|Population dynamics and diet of Neomysis integer (Leach, 1814) in the brackish pond of the Galgenweel
Soselisa, A. (1994). Population dynamics and diet of Neomysis integer (Leach, 1814) in the brackish pond of the Galgenweel. MSc Thesis. RUG: Gent. IV, 31 pp.
The population of mysid Neomysis integer (Leach 1814) was studied in the Galgenweel, a brackish pond situated on the left bank of the Westerschelde near the city of Antwerp (Belgium). This study covers the population dynamics of N. integer involving density, biomass, population structure, growth, fecundity and secondary production and also briefly investigates its diet quantitatively and qualitatively. Fortnightly samples were collected from 18 December 1992 to 16 December 1993. The Bhattacharya method was applied to the length-frequency data for detection and separation of cohorts. Growth was described both by a generalized von Bertalanffy function and by a von Bertalanffy function incorporating seasonal oscillations in growth. Secondary production was estimated for each cohort using the size-frequency method. The food items consumed by Neomysis integer in months of February, May, July and November were briefly described quantitatively and qualitatively. The density and biomass of Neomysis integer fluctuate seasonally. The lower densities and biomass were recorded during winter and peak densities and biomass in summer and autumn. Neomysis integer produced three generation per year. The overwintering generation lived from autumn till spring of the following year , the spring generation, which was born in spring, lived for about three months, while the summer generation lived from summer until early winter of the same year. The three generations showed differences in their biology (e.g. density, growth, size at maturity and production). The overwintering generation accounts for more than half of total production.
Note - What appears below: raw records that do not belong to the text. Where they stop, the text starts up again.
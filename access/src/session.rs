//! Session and auth-event types exchanged between the server API and the client.

use serde::{Deserialize, Serialize};

/// Minimum password length accepted at registration and reset.
pub const MIN_PASSWORD_LEN: usize = 6;

/// Identity attached to a session by the external auth service.
#[derive(Clone, Debug, PartialEq, Eq, Serialize, Deserialize)]
pub struct SessionUser {
    /// Auth-service user identifier (opaque, usually a UUID string).
    pub id: String,
    pub email: Option<String>,
    /// Display name captured at registration, if any.
    #[serde(default)]
    pub full_name: Option<String>,
}

impl SessionUser {
    /// Best label for greeting the user: full name, then email, then id.
    #[must_use]
    pub fn display_name(&self) -> &str {
        self.full_name
            .as_deref()
            .filter(|name| !name.trim().is_empty())
            .or(self.email.as_deref())
            .unwrap_or(&self.id)
    }
}

/// An authenticated session. Tokens never leave the server; clients only see
/// the user and expiry.
#[derive(Clone, Debug, PartialEq, Eq, Serialize, Deserialize)]
pub struct Session {
    pub user: SessionUser,
    /// Expiry as unix seconds, when the auth service reported one.
    #[serde(default)]
    pub expires_at: Option<i64>,
}

/// Auth-state-change notification tags.
#[derive(Clone, Copy, Debug, PartialEq, Eq, Serialize, Deserialize)]
#[serde(rename_all = "SCREAMING_SNAKE_CASE")]
pub enum AuthEvent {
    SignedIn,
    SignedOut,
    TokenRefreshed,
    UserUpdated,
    PasswordRecovery,
}

// =============================================================================
// API BODIES
// =============================================================================

/// `GET /api/auth/session` and `POST /api/auth/sign-in` response.
#[derive(Clone, Debug, PartialEq, Eq, Serialize, Deserialize)]
pub struct SessionResponse {
    pub session: Option<Session>,
}

#[derive(Clone, Debug, PartialEq, Eq, Serialize, Deserialize)]
pub struct SignInRequest {
    pub email: String,
    pub password: String,
}

#[derive(Clone, Debug, PartialEq, Eq, Serialize, Deserialize)]
pub struct SignUpRequest {
    pub email: String,
    pub password: String,
    #[serde(default)]
    pub full_name: Option<String>,
}

/// `POST /api/auth/sign-up` response. `session` is `None` when the auth
/// service requires email confirmation first.
#[derive(Clone, Debug, PartialEq, Eq, Serialize, Deserialize)]
pub struct SignUpResponse {
    pub session: Option<Session>,
    pub confirmation_required: bool,
}

#[derive(Clone, Debug, PartialEq, Eq, Serialize, Deserialize)]
pub struct RecoverRequest {
    pub email: String,
}

/// `POST /api/auth/reset-password` body. `access_token` comes from the
/// recovery link fragment; without it the session cookie is used.
#[derive(Clone, Debug, PartialEq, Eq, Serialize, Deserialize)]
pub struct ResetPasswordRequest {
    pub password: String,
    #[serde(default)]
    pub access_token: Option<String>,
}

/// Error body returned by every `/api/auth/*` failure.
#[derive(Clone, Debug, PartialEq, Eq, Serialize, Deserialize)]
pub struct ApiError {
    pub error: String,
}

#[cfg(test)]
#[path = "session_test.rs"]
mod tests;
//! Password-recovery completion. Recovery links land here with the token in
//! the URL fragment, which never reaches the server on page load.

use leptos::prelude::*;

use access::LOGIN_PATH;

use crate::components::form_field::{FormField, FormStatus};
use crate::components::site_header::SiteHeader;
use crate::i18n::{Msg, use_i18n};
use crate::net::auth_client::AuthClient;
use crate::util::browser::location_hash;
use crate::util::forms::{RecoveryLink, parse_recovery_fragment, validate_new_password};
use crate::util::presentation::use_presentation;

#[component]
pub fn ResetPasswordPage() -> impl IntoView {
    use_presentation();
    let client = expect_context::<AuthClient>();
    let t = use_i18n();

    let password = RwSignal::new(String::new());
    let confirm = RwSignal::new(String::new());
    let error = RwSignal::new(None::<Msg>);
    let info = RwSignal::new(None::<Msg>);
    let busy = RwSignal::new(false);
    let done = RwSignal::new(false);
    let link = RwSignal::new(RecoveryLink::Missing);

    // The fragment is only visible in the browser.
    Effect::new(move || {
        let parsed = parse_recovery_fragment(&location_hash());
        if parsed == RecoveryLink::Invalid {
            error.set(Some(Msg::ErrRecoveryLink));
        }
        link.set(parsed);
    });

    let on_submit = move |ev: leptos::ev::SubmitEvent| {
        ev.prevent_default();
        if busy.get() || done.get() {
            return;
        }
        let token = match link.get() {
            RecoveryLink::Token(token) => Some(token),
            RecoveryLink::Missing => None,
            RecoveryLink::Invalid => {
                error.set(Some(Msg::ErrRecoveryLink));
                return;
            }
        };
        let password_value = password.get();
        if let Err(e) = validate_new_password(&password_value, &confirm.get()) {
            error.set(Some(e.msg()));
            return;
        }
        error.set(None);
        busy.set(true);

        let client = client.clone();
        #[cfg(feature = "hydrate")]
        leptos::task::spawn_local(async move {
            use crate::util::forms::auth_error_msg;

            match client.reset_password(&password_value, token).await {
                Ok(()) => {
                    done.set(true);
                    info.set(Some(Msg::InfoPasswordUpdated));
                }
                Err(e) => error.set(Some(auth_error_msg(&e, Msg::ErrRecoveryLink))),
            }
            busy.set(false);
        });
        #[cfg(not(feature = "hydrate"))]
        let _ = (client, password_value, token);
    };

    view! {
        <SiteHeader/>
        <main class="auth-page">
            <form class="auth-card" on:submit=on_submit>
                <h1>{move || t(Msg::ResetTitle)}</h1>
                <FormField label=Msg::PasswordLabel value=password input_type="password" autocomplete="new-password"/>
                <FormField
                    label=Msg::ConfirmPasswordLabel
                    value=confirm
                    input_type="password"
                    autocomplete="new-password"
                />
                <FormStatus error=error info=info/>
                <button
                    class="auth-card__submit"
                    type="submit"
                    disabled=move || busy.get() || done.get() || link.get() == RecoveryLink::Invalid
                >
                    {move || if busy.get() { t(Msg::Busy) } else { t(Msg::SubmitReset) }}
                </button>
                <a class="auth-card__link" href=LOGIN_PATH>{move || t(Msg::NavLogin)}</a>
            </form>
        </main>
    }
}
Within cohort, the females lived longer, reached a bigger size and showed higher production than the males. The food items consumed by Neomysis integer varied seasonally and consisted mainly of unidentifiable detritus, while other items were remains of calanoid copepods, sediment part, pollen and macrophyte detritus. In May, most of the stomach contents of the N. integer consisted of pollen and cladoceran.